#algorithmicbioinformatics what are the big challenges facing our field? What are the things we are doing well that we should keep on doing?
@Pashadag a lot of tools require too much memory as they optimize for speed and it would be good to be able to trade those off more
@luispedro @Pashadag adding onto this, many tools are also poorly maintained and/or unnecessarily difficult to use. We really should make sure that projects which result in widely used software do not rely on a single person to keep them running.
@themaklin @luispedro @Pashadag not only a question of maintainer, but also of funding: once your tool / database is published, it becomes harder to get fundings to maintain it.

@EricPelletier @themaklin @Pashadag

In my experience, maintenance as is "keeping it alive" can be done at very little cost if things are set up correctly ahead of time

We commit to supporting software 5 years post pub (https://www.big-data-biology.org/software/commitments/ — and, in practice, still support things from 15 years ago) and this mostly means that I have high standards on ensuring that things are maintainable after the original trainee leaves (some of this is learned from past experience)

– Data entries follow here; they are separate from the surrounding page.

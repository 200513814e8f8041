//! Command plan construction.
//!
//! Every run is: remove the local `.terraform` cache, `terraform init` with
//! the inferred backend, then the requested sub-command. `init` itself stops
//! after the second step.

use serde::Serialize;
use tracing::warn;

use enviroform_runner::CommandSpec;

use crate::error::CoreResult;
use crate::resolver::ResolvedArgs;
use crate::subcommand::Subcommand;

/// Terraform's local working cache inside a config directory.
pub const CACHE_DIR: &str = ".terraform";

/// Role of a step within a plan.
#[derive(Debug, Clone, Copy, PartialEq, Eq, Serialize)]
#[serde(rename_all = "lowercase")]
pub enum StepKind {
    Cleanup,
    Init,
    Main,
}

/// One command to run and the exit codes that count as success.
#[derive(Debug, Clone, PartialEq, Eq, Serialize)]
pub struct PlanStep {
    pub kind: StepKind,
    pub command: CommandSpec,
    pub accepted_exit_codes: Vec<i32>,
}

impl PlanStep {
    fn new(kind: StepKind, command: CommandSpec) -> Self {
        Self {
            kind,
            command,
            accepted_exit_codes: vec![0],
        }
    }

    fn accepting(mut self, codes: &[i32]) -> Self {
        self.accepted_exit_codes = codes.to_vec();
        self
    }

    pub fn accepts(&self, exit_code: i32) -> bool {
        self.accepted_exit_codes.contains(&exit_code)
    }
}

/// Ordered commands for one invocation.
#[derive(Debug, Clone, PartialEq, Eq, Serialize)]
pub struct CommandPlan {
    pub subcommand: Subcommand,
    pub steps: Vec<PlanStep>,
    /// Set for `init`: the run ends, successfully, after the init step.
    pub stops_after_init: bool,
    pub warnings: Vec<String>,
}

impl CommandPlan {
    /// Build the plan for `subcommand` with the user's trailing arguments.
    pub fn build(
        engine: &str,
        subcommand: Subcommand,
        user_args: &[String],
        resolved: &ResolvedArgs,
    ) -> Self {
        let policy = subcommand.policy();
        let mut warnings = Vec::new();

        let cleanup = CommandSpec::new("rm")
            .args(["-rf", CACHE_DIR])
            .working_dir(&resolved.config_dir);

        let mut init = CommandSpec::new(engine)
            .arg("init")
            .args(resolved.backend_args.iter().cloned())
            .working_dir(&resolved.config_dir);

        if policy.stops_after_init {
            // the user's own init flags
            init = init.args(user_args.iter().cloned());
            return Self {
                subcommand,
                steps: vec![
                    PlanStep::new(StepKind::Cleanup, cleanup),
                    PlanStep::new(StepKind::Init, init),
                ],
                stops_after_init: true,
                warnings,
            };
        }

        let mut main = CommandSpec::new(engine)
            .arg(subcommand.name())
            .working_dir(&resolved.config_dir);
        if policy.include_var_files {
            main = main.args(resolved.var_file_args.iter().cloned());
        } else {
            let shown: Vec<&str> = std::iter::once(subcommand.name())
                .chain(user_args.iter().map(String::as_str))
                .collect();
            let message = format!(
                "terraform {} will be run as provided after init. \
                 It has no special processing of tfvars files. You must provide all args and flags.",
                shown.join(" ")
            );
            warn!("{}", message);
            warnings.push(message);
        }
        main = main
            .args(user_args.iter().cloned())
            .args(policy.extra_args.iter().copied());

        Self {
            subcommand,
            steps: vec![
                PlanStep::new(StepKind::Cleanup, cleanup),
                PlanStep::new(StepKind::Init, init),
                PlanStep::new(StepKind::Main, main).accepting(policy.accepted_exit_codes),
            ],
            stops_after_init: false,
            warnings,
        }
    }

    pub fn step(&self, kind: StepKind) -> Option<&PlanStep> {
        self.steps.iter().find(|s| s.kind == kind)
    }

    pub fn to_json(&self) -> CoreResult<String> {
        Ok(serde_json::to_string_pretty(self)?)
    }
}
//! Repository root discovery.
//!
//! Relative config and tfvars paths are resolved against the top level of
//! the git repository the wrapper is run from.

use std::path::{Path, PathBuf};
use std::process::Command;

use tracing::debug;

use crate::error::{CoreError, CoreResult};

/// Git queries for a working directory.
#[derive(Debug)]
pub struct GitOps {
    repo_path: PathBuf,
}

impl GitOps {
    /// Create a new Git operations manager for a directory inside a repository.
    pub fn new<P: AsRef<Path>>(repo_path: P) -> Self {
        Self {
            repo_path: repo_path.as_ref().to_path_buf(),
        }
    }

    /// Check if Git is available on the system.
    pub fn is_git_available() -> bool {
        Command::new("git")
            .arg("--version")
            .output()
            .map(|output| output.status.success())
            .unwrap_or(false)
    }

    /// Absolute path of the repository's top-level directory.
    pub fn toplevel(&self) -> CoreResult<PathBuf> {
        let output = Command::new("git")
            .args(["rev-parse", "--show-toplevel"])
            .current_dir(&self.repo_path)
            .output()
            .map_err(|e| CoreError::RootDiscovery(format!("Failed to run git: {}", e)))?;

        if !output.status.success() {
            let stderr = String::from_utf8_lossy(&output.stderr);
            return Err(CoreError::RootDiscovery(format!(
                "git rev-parse failed in {}: {}",
                self.repo_path.display(),
                stderr.trim()
            )));
        }

        let root = String::from_utf8_lossy(&output.stdout).trim_end().to_string();
        if root.is_empty() {
            return Err(CoreError::RootDiscovery("git returned an empty top-level".to_string()));
        }
        debug!("Repository root: {}", root);

        Ok(PathBuf::from(root))
    }
}
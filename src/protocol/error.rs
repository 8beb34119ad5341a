//! Defines error types and codes.

use enum_primitive_derive::Primitive;
use thiserror::Error;

use super::command::CommandTag;

/// A generic protocol error.
#[derive(Error, Debug)]
pub enum ProtocolError {
    /// The version is not supported by this library.
    #[error("unsupported protocol version: {0}")]
    UnsupportedVersion(u16),
    /// A command other than what we were expecting was received.
    #[error("unexpected command: {0:?}")]
    UnexpectedCommand(CommandTag),
    /// The message is invalid.
    #[error("invalid IPC message: {0}")]
    Invalid(String),
    /// An I/O error occurred, such as an unexpected EOF while reading a tagstruct.
    #[error("IO error: {0}")]
    Io(#[from] std::io::Error),
    /// The command is not implemented.
    #[error("unimplemented command: {0:?}")]
    Unimplemented(CommandTag),
    /// An error from the remote server.
    #[error("server error: {0:?}")]
    ServerError(PulseError),
    /// The server signalled a timeout.
    #[error("timeout received from server")]
    Timeout,
}

/// An error code understood by the PulseAudio protocol.
#[repr(u32)]
#[derive(Debug, Copy, Clone, PartialEq, Eq, Primitive)]
pub enum PulseError {
    /// Access failure
    AccessDenied = 1,
    /// Unknown command
    Command = 2,
    /// Invalid argument
    Invalid = 3,
    /// Entity exists
    Exist = 4,
    /// No such entity
    NoEntity = 5,
    /// Connection refused
    ConnectionRefused = 6,
    /// Protocol error
    Protocol = 7,
    /// Timeout
    Timeout = 8,
    /// No authentication key
    AuthKey = 9,
    /// Internal error
    Internal = 10,
    /// Connection terminated
    ConnectionTerminated = 11,
    /// Entity killed
    Killed = 12,
    /// Invalid server
    InvalidServer = 13,
    /// Module initialization failed
    ModInitFailed = 14,
    /// Bad state
    BadState = 15,
    /// No data
    NoData = 16,
    /// Incompatible protocol version
    Version = 17,
    /// Data too large
    TooLarge = 18,
    /// Operation not supported
    NotSupported = 19,
    /// The error code was unknown to the client
    Unknown = 20,
}
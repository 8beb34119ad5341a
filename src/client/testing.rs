//! In-process doubles for the engine's collaborators, used by the unit
//! tests: a transport that records what was sent and completes replies on
//! demand, and a mainloop with hand-cranked clocks.

use std::cell::{Cell, RefCell};
use std::collections::HashMap;
use std::io::Cursor;
use std::rc::Rc;
use std::time::{Duration, SystemTime, UNIX_EPOCH};

use crate::protocol::{
    Command, CommandTag, ProtocolError, PulseError, SeekMode, TagStructReader, TagStructWrite,
    TagStructWriter, MAX_VERSION,
};

use super::mainloop::{Mainloop, TimerCallback, TimerHandle};
use super::memblock::{MemChunk, MemPool};
use super::transport::{ReplyHandler, ReplyOwner, Tag, Transport};
use super::Context;

/// A chunk as seen by the transport.
#[derive(Debug, Clone)]
pub(crate) struct SentChunk {
    pub(crate) channel: u32,
    pub(crate) offset: i64,
    pub(crate) seek: SeekMode,
    pub(crate) bytes: Vec<u8>,
}

/// A [`Transport`] that records everything and lets tests play the server.
#[derive(Default)]
pub(crate) struct MockTransport {
    shm: Cell<bool>,
    commands: RefCell<Vec<(Tag, Command)>>,
    chunks: RefCell<Vec<SentChunk>>,
    handlers: RefCell<HashMap<Tag, (ReplyOwner, ReplyHandler)>>,
}

impl MockTransport {
    pub(crate) fn new(shm: bool) -> Rc<Self> {
        let transport = Rc::new(Self::default());
        transport.shm.set(shm);
        transport
    }

    pub(crate) fn sent_commands(&self) -> Vec<(Tag, Command)> {
        self.commands.borrow().clone()
    }

    pub(crate) fn sent_chunks(&self) -> Vec<SentChunk> {
        self.chunks.borrow().clone()
    }

    /// The tag of the most recently sent command with the given opcode.
    pub(crate) fn last_tag_of(&self, tag: CommandTag) -> Tag {
        self.commands
            .borrow()
            .iter()
            .rev()
            .find(|(_, c)| c.tag() == tag)
            .map(|(t, _)| *t)
            .unwrap_or_else(|| panic!("no {:?} command was sent", tag))
    }

    pub(crate) fn count_of(&self, tag: CommandTag) -> usize {
        self.commands
            .borrow()
            .iter()
            .filter(|(_, c)| c.tag() == tag)
            .count()
    }

    pub(crate) fn pending_reply_count(&self) -> usize {
        self.handlers.borrow().len()
    }

    fn take_handler(&self, tag: Tag) -> ReplyHandler {
        self.handlers
            .borrow_mut()
            .remove(&tag)
            .map(|(_, handler)| handler)
            .unwrap_or_else(|| panic!("no reply handler registered for tag {}", tag))
    }

    /// Completes the command sent with `tag` with the given reply payload.
    pub(crate) fn complete<R: TagStructWrite>(&self, tag: Tag, version: u16, reply: &R) {
        let handler = self.take_handler(tag);

        let mut buf = Vec::new();
        {
            let mut w = TagStructWriter::new(&mut buf, version);
            w.write(reply).unwrap();
        }

        let mut cursor = Cursor::new(buf);
        let mut ts = TagStructReader::new(&mut cursor, version);
        handler(Ok(&mut ts));
    }

    /// Completes the command sent with `tag` with an empty (ack) reply.
    pub(crate) fn ack(&self, tag: Tag) {
        let handler = self.take_handler(tag);

        let mut cursor = Cursor::new(Vec::new());
        let mut ts = TagStructReader::new(&mut cursor, MAX_VERSION);
        handler(Ok(&mut ts));
    }

    /// Fails the command sent with `tag` with a server error.
    pub(crate) fn fail_reply(&self, tag: Tag, error: PulseError) {
        let handler = self.take_handler(tag);
        handler(Err(error));
    }
}

impl Transport for MockTransport {
    fn send_command(&self, tag: Tag, command: &Command) -> Result<(), ProtocolError> {
        self.commands.borrow_mut().push((tag, command.clone()));
        Ok(())
    }

    fn send_chunk(
        &self,
        channel: u32,
        offset: i64,
        seek: SeekMode,
        chunk: &MemChunk,
    ) -> Result<(), ProtocolError> {
        self.chunks.borrow_mut().push(SentChunk {
            channel,
            offset,
            seek,
            bytes: chunk.bytes().to_vec(),
        });
        Ok(())
    }

    fn register_reply(
        &self,
        tag: Tag,
        owner: ReplyOwner,
        _timeout: Duration,
        handler: ReplyHandler,
    ) {
        self.handlers.borrow_mut().insert(tag, (owner, handler));
    }

    fn unregister_replies(&self, owner: ReplyOwner) {
        self.handlers.borrow_mut().retain(|_, (o, _)| *o != owner);
    }

    fn shm_enabled(&self) -> bool {
        self.shm.get()
    }
}

struct MockTimer {
    deadline: u64,
    armed: bool,
    callback: Option<TimerCallback>,
}

/// A [`Mainloop`] with manually advanced clocks.
pub(crate) struct MockMainloop {
    now: Cell<u64>,
    wall_usec: Cell<u64>,
    next_id: Cell<u64>,
    timers: RefCell<HashMap<u64, MockTimer>>,
}

impl MockMainloop {
    pub(crate) fn new() -> Rc<Self> {
        Rc::new(Self {
            now: Cell::new(1_000_000),
            // An arbitrary but stable wall clock epoch.
            wall_usec: Cell::new(1_000_000_000_000_000),
            next_id: Cell::new(1),
            timers: RefCell::new(HashMap::new()),
        })
    }

    pub(crate) fn wall_usec(&self) -> u64 {
        self.wall_usec.get()
    }

    pub(crate) fn wallclock_at(&self, usec: u64) -> SystemTime {
        UNIX_EPOCH + Duration::from_micros(usec)
    }

    pub(crate) fn timer_count(&self) -> usize {
        self.timers.borrow().len()
    }

    /// Advances both clocks and fires due timers.
    pub(crate) fn advance(&self, usec: u64) {
        let target = self.now.get() + usec;
        self.now.set(target);
        self.wall_usec.set(self.wall_usec.get() + usec);

        loop {
            let due = self
                .timers
                .borrow()
                .iter()
                .find(|(_, t)| t.armed && t.deadline <= target && t.callback.is_some())
                .map(|(id, _)| *id);
            let Some(id) = due else {
                break;
            };

            let callback = {
                let mut timers = self.timers.borrow_mut();
                let timer = timers.get_mut(&id).unwrap();
                timer.armed = false;
                timer.callback.take()
            };

            let Some(mut callback) = callback else {
                continue;
            };
            callback();

            let mut timers = self.timers.borrow_mut();
            if let Some(timer) = timers.get_mut(&id) {
                if timer.callback.is_none() {
                    timer.callback = Some(callback);
                }
            }
        }
    }
}

impl Mainloop for MockMainloop {
    fn monotonic_usec(&self) -> u64 {
        self.now.get()
    }

    fn wallclock(&self) -> SystemTime {
        UNIX_EPOCH + Duration::from_micros(self.wall_usec.get())
    }

    fn timer_new(&self, at_usec: u64, callback: TimerCallback) -> TimerHandle {
        let id = self.next_id.get();
        self.next_id.set(id + 1);

        self.timers.borrow_mut().insert(
            id,
            MockTimer {
                deadline: at_usec,
                armed: true,
                callback: Some(callback),
            },
        );

        TimerHandle(id)
    }

    fn timer_restart(&self, handle: TimerHandle, at_usec: u64) {
        if let Some(timer) = self.timers.borrow_mut().get_mut(&handle.0) {
            timer.deadline = at_usec;
            timer.armed = true;
        }
    }

    fn timer_free(&self, handle: TimerHandle) {
        self.timers.borrow_mut().remove(&handle.0);
    }
}

/// Everything a stream test needs, wired together.
pub(crate) struct TestRig {
    pub(crate) context: Context,
    pub(crate) transport: Rc<MockTransport>,
    pub(crate) mainloop: Rc<MockMainloop>,
}

pub(crate) fn rig(version: u16) -> TestRig {
    rig_with(version, false, 64 * 1024)
}

pub(crate) fn rig_with(version: u16, shm: bool, max_block: usize) -> TestRig {
    let transport = MockTransport::new(shm);
    let mainloop = MockMainloop::new();
    let context = Context::new(
        transport.clone(),
        mainloop.clone(),
        MemPool::new(max_block),
        version,
    );

    TestRig {
        context,
        transport,
        mainloop,
    }
}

BDB-Lab Software Tool Commitments

Page of the BDB-Lab

BDB-Lab
@luispedro @EricPelletier @Pashadag This is great! Something similar is definitively something for other labs & individual researchers to consider.
@themaklin @EricPelletier @Pashadag I've thought of writing a commentary piece in a proper journal and this mastodon discussion makes me think there is a readership

@luispedro @EricPelletier @Pashadag I think it would be very useful, or at least make more PIs and funders realize the importance of planning maintenance and sustained development ahead of time.

At least for me reading this related paper https://genomebiology.biomedcentral.com/articles/10.1186/s13059-022-02625-x made me spend more time looking for alternative solutions when deploying new pipelines rather than flocking to the most widely known ones, so communicating the issues (and solutions!) should help.